» Input material:
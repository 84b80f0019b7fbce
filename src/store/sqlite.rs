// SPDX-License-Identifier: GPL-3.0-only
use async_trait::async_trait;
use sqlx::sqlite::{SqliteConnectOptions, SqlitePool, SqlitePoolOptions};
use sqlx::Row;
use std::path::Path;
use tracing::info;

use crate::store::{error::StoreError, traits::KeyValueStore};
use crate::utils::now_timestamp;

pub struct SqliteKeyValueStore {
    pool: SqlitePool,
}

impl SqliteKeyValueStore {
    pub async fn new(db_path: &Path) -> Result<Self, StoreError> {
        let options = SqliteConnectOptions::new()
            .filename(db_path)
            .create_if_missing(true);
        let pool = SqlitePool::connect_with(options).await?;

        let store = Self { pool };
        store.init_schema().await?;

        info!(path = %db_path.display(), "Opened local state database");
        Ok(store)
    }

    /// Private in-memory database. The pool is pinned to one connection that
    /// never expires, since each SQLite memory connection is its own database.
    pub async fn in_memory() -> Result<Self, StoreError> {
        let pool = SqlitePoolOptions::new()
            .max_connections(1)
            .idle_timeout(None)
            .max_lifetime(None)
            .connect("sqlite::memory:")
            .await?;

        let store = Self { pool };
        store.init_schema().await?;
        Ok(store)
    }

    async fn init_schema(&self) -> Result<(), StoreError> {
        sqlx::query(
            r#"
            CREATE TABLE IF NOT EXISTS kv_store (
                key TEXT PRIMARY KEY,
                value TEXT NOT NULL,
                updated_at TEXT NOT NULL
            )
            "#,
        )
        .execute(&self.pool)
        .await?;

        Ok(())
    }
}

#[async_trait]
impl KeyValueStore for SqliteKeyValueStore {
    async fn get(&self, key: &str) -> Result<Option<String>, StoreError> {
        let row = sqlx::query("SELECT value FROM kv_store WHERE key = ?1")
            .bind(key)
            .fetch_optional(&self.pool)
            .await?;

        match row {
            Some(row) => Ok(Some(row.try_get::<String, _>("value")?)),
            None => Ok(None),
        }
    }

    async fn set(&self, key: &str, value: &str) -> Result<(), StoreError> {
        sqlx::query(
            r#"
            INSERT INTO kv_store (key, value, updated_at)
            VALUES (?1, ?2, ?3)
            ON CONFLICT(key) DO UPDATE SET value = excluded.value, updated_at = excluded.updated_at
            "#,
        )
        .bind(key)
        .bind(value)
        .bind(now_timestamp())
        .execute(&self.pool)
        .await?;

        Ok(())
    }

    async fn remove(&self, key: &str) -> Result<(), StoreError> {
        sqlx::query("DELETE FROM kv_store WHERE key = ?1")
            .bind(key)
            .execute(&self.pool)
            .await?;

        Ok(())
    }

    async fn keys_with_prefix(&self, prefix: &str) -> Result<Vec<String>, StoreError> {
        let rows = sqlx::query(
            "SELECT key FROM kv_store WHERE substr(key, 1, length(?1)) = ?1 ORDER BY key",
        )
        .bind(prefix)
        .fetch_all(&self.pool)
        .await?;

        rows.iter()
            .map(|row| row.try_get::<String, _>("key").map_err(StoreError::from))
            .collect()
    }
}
...
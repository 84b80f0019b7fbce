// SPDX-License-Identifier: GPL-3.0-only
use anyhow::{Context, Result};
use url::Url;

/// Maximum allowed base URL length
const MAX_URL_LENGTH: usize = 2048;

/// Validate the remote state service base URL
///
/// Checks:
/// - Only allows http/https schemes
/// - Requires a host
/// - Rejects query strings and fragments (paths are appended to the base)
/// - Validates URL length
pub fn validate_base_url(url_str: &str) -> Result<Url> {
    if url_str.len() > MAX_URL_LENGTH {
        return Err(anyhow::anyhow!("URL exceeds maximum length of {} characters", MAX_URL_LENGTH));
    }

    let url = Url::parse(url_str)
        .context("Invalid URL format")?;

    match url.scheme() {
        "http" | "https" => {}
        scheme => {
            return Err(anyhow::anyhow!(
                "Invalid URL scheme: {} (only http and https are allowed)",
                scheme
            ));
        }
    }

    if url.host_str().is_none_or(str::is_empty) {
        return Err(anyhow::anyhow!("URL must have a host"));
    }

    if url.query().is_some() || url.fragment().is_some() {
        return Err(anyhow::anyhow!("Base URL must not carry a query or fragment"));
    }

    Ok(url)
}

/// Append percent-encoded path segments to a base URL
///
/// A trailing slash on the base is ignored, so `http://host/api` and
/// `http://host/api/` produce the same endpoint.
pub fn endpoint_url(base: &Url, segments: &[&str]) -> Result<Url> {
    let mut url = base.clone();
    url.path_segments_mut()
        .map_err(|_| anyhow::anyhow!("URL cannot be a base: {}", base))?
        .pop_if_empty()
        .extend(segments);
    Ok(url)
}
==
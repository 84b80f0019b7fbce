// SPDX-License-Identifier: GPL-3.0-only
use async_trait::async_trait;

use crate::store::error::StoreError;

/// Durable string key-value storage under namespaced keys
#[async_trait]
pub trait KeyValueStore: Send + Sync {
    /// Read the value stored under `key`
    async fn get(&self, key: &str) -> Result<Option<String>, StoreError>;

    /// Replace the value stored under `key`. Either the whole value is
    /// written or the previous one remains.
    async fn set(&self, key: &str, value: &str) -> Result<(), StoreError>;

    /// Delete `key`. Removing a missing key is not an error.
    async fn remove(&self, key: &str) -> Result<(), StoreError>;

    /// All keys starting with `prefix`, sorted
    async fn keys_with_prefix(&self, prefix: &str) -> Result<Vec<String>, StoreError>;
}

» Problem to work on: Would you please return every line in the listing where "sqlx" shows up?

» Expected answer:
use sqlx::sqlite::{SqliteConnectOptions, SqlitePool, SqlitePoolOptions};
use sqlx::Row;
        sqlx::query(
        let row = sqlx::query("SELECT value FROM kv_store WHERE key = ?1")
        sqlx::query(
        sqlx::query("DELETE FROM kv_store WHERE key = ?1")
        let rows = sqlx::query(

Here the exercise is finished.